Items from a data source
-=-=-=-=-

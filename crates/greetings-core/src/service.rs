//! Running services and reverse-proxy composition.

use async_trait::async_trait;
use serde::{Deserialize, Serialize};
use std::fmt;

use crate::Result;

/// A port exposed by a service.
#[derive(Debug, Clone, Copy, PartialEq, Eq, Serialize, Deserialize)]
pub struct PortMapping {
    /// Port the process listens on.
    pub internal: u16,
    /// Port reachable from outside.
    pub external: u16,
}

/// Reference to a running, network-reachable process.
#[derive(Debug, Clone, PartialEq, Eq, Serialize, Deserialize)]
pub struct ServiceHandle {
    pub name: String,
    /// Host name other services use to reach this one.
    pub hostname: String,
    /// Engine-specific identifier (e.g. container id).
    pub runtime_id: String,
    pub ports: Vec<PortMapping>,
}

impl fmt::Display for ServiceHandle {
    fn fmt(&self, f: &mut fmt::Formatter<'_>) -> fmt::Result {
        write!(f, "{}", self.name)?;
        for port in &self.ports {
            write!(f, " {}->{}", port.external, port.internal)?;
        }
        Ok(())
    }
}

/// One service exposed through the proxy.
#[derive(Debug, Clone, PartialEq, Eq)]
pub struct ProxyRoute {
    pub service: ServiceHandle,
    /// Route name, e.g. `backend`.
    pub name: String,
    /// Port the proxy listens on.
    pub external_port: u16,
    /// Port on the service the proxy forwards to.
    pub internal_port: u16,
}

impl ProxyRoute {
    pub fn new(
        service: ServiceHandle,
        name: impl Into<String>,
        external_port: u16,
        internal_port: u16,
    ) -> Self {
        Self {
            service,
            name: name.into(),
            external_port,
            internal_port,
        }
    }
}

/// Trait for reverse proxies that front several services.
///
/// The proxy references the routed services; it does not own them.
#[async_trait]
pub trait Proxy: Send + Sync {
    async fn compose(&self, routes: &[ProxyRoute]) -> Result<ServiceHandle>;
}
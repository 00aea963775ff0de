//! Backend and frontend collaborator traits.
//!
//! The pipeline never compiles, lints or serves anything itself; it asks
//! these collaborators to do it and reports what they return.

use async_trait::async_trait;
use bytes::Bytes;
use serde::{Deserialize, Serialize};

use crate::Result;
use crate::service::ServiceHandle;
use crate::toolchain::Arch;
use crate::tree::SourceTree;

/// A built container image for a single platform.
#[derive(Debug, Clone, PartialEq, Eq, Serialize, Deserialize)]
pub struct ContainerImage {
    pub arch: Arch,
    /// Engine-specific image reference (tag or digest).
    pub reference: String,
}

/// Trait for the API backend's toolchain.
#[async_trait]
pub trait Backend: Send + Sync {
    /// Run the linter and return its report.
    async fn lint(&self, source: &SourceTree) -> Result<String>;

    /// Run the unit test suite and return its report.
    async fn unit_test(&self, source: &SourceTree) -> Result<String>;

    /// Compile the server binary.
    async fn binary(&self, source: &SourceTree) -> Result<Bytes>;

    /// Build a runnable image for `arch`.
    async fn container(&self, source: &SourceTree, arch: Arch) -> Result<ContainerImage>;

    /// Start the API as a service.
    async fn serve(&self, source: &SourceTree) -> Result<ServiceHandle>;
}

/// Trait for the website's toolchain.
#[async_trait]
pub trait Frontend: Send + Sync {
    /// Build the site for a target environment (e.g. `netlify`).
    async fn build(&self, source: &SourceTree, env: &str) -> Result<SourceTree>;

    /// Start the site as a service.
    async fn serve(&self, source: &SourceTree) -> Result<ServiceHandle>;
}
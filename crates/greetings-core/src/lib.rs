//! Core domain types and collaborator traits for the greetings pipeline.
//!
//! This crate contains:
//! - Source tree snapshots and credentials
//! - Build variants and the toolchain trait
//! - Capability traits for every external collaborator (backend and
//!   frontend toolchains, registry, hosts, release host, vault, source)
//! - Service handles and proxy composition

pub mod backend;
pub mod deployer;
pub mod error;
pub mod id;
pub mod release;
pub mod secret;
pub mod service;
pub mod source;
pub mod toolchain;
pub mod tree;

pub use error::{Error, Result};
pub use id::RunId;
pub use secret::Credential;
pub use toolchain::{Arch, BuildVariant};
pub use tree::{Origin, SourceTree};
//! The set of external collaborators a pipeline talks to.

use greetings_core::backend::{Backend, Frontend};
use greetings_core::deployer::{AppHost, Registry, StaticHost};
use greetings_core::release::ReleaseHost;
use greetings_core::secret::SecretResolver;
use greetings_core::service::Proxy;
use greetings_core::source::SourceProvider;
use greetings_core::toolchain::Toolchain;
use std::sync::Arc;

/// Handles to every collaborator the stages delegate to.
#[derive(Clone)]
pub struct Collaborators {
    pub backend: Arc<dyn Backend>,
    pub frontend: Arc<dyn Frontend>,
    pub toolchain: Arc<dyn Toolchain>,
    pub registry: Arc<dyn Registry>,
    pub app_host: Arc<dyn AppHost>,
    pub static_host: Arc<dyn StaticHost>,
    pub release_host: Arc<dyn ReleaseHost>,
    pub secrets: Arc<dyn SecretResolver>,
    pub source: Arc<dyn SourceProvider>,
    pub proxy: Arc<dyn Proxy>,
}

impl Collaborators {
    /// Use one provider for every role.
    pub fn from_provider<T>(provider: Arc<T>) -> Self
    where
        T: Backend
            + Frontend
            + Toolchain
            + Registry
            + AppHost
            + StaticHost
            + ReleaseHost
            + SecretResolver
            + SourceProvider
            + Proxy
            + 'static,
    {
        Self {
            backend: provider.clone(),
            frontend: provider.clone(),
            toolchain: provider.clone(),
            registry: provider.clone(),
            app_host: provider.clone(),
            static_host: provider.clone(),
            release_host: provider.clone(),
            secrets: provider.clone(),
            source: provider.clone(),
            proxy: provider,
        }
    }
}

-=-=-=-=-

## Problem to solve
Transcribe each line of the data above, unaltered, from the one where "(e.g. container id)." appears to the one where "pub trait Backend: Send" appears, inclusive of both.

## Response box
    /// Engine-specific identifier (e.g. container id).
    pub runtime_id: String,
    pub ports: Vec<PortMapping>,
}

impl fmt::Display for ServiceHandle {
    fn fmt(&self, f: &mut fmt::Formatter<'_>) -> fmt::Result {
        write!(f, "{}", self.name)?;
        for port in &self.ports {
            write!(f, " {}->{}", port.external, port.internal)?;
        }
        Ok(())
    }
}

/// One service exposed through the proxy.
#[derive(Debug, Clone, PartialEq, Eq)]
pub struct ProxyRoute {
    pub service: ServiceHandle,
    /// Route name, e.g. `backend`.
    pub name: String,
    /// Port the proxy listens on.
    pub external_port: u16,
    /// Port on the service the proxy forwards to.
    pub internal_port: u16,
}

impl ProxyRoute {
    pub fn new(
        service: ServiceHandle,
        name: impl Into<String>,
        external_port: u16,
        internal_port: u16,
    ) -> Self {
        Self {
            service,
            name: name.into(),
            external_port,
            internal_port,
        }
    }
}

/// Trait for reverse proxies that front several services.
///
/// The proxy references the routed services; it does not own them.
#[async_trait]
pub trait Proxy: Send + Sync {
    async fn compose(&self, routes: &[ProxyRoute]) -> Result<ServiceHandle>;
}
repository 00aea963775ff0de
//! Backend and frontend collaborator traits.
//!
//! The pipeline never compiles, lints or serves anything itself; it asks
//! these collaborators to do it and reports what they return.

use async_trait::async_trait;
use bytes::Bytes;
use serde::{Deserialize, Serialize};

use crate::Result;
use crate::service::ServiceHandle;
use crate::toolchain::Arch;
use crate::tree::SourceTree;

/// A built container image for a single platform.
#[derive(Debug, Clone, PartialEq, Eq, Serialize, Deserialize)]
pub struct ContainerImage {
    pub arch: Arch,
    /// Engine-specific image reference (tag or digest).
    pub reference: String,
}

/// Trait for the API backend's toolchain.
#[async_trait]
pub trait Backend: Send + Sync {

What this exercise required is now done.